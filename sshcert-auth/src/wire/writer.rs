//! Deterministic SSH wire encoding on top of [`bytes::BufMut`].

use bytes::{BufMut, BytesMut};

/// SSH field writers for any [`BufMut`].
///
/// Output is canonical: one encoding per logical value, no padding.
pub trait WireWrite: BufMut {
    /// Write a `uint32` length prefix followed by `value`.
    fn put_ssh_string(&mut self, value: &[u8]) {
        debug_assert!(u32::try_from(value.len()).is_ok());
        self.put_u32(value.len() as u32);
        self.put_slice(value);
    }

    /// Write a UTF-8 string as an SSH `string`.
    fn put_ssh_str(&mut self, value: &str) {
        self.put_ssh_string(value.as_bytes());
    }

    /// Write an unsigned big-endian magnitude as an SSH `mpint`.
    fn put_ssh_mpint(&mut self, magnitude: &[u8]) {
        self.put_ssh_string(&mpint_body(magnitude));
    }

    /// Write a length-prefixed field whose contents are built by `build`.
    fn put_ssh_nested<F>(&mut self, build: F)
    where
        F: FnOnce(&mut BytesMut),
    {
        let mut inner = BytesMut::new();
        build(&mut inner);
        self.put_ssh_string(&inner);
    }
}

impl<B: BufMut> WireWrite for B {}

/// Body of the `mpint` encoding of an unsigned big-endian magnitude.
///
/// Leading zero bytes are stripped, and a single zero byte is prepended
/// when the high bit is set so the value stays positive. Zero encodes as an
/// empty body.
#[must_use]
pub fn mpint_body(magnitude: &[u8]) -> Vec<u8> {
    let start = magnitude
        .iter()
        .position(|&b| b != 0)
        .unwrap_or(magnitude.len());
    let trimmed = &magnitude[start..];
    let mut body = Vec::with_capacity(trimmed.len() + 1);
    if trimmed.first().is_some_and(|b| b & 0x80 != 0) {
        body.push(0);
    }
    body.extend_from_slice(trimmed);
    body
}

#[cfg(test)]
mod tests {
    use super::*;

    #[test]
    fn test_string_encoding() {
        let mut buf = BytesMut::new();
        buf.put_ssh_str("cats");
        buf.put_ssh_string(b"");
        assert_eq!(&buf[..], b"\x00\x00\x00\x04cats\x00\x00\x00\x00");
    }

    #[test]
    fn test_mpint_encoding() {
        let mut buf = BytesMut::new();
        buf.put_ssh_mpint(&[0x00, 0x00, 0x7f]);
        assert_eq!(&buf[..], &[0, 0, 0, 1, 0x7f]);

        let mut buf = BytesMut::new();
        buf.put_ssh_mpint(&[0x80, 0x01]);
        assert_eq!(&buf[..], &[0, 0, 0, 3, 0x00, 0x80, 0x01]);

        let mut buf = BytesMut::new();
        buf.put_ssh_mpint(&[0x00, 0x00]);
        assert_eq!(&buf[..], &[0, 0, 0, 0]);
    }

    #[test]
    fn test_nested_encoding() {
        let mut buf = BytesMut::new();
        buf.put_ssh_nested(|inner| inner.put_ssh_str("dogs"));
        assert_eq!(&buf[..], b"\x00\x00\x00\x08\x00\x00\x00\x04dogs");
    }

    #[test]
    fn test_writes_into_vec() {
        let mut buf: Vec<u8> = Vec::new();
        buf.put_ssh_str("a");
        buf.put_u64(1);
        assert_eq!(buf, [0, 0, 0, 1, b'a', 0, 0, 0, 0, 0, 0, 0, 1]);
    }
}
++++++++
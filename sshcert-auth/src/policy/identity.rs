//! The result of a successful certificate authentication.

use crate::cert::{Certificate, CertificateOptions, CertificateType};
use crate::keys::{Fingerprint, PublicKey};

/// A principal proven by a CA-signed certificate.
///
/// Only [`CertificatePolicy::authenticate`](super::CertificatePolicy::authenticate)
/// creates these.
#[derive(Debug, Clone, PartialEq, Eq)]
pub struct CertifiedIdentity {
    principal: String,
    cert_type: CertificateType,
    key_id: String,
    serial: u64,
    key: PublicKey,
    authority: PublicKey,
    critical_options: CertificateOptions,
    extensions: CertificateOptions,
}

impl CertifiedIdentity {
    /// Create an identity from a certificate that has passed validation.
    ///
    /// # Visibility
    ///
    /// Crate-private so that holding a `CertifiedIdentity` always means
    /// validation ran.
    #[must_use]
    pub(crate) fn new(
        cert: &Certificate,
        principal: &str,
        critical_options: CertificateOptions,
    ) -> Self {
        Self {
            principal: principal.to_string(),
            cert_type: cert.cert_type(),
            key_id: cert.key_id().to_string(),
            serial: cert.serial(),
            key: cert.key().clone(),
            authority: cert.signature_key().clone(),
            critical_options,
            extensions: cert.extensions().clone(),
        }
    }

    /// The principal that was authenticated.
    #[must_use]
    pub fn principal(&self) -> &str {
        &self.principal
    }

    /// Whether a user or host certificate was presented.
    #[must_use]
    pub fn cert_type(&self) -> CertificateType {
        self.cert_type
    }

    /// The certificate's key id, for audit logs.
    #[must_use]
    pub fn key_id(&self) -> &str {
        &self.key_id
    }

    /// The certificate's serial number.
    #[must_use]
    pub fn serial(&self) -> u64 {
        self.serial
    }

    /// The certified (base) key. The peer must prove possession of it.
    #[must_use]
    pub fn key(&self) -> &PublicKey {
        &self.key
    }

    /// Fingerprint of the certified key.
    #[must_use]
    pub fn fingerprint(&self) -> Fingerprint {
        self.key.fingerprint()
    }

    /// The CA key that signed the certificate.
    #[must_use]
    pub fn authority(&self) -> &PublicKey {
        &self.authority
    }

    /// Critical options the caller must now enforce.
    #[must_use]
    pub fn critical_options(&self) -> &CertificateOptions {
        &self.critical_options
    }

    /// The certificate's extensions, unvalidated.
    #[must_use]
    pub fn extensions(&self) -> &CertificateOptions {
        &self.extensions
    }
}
++++++++
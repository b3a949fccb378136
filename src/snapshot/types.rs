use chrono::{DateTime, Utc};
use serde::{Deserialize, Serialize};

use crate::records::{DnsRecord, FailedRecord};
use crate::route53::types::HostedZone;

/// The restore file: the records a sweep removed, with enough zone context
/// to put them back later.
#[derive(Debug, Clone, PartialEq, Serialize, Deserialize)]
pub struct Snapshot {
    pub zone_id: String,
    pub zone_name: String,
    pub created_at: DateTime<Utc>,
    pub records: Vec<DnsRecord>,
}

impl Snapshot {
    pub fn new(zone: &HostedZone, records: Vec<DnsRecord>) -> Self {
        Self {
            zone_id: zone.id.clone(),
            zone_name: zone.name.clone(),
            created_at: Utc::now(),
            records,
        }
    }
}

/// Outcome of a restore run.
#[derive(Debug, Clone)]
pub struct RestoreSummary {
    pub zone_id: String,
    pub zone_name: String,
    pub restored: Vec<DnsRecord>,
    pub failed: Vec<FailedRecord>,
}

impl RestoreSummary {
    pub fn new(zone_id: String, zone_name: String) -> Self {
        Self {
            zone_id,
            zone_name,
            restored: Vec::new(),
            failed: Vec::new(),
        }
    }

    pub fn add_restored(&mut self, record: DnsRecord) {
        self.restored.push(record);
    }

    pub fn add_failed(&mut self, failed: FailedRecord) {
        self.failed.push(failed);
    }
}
++++++++
Directions for this task –
Write out every line in the data that holds the string "DnsRecord".

Output below –
use crate::records::{DnsRecord, FailedRecord};
    pub records: Vec<DnsRecord>,
    pub fn new(zone: &HostedZone, records: Vec<DnsRecord>) -> Self {
    pub restored: Vec<DnsRecord>,
    pub fn add_restored(&mut self, record: DnsRecord) {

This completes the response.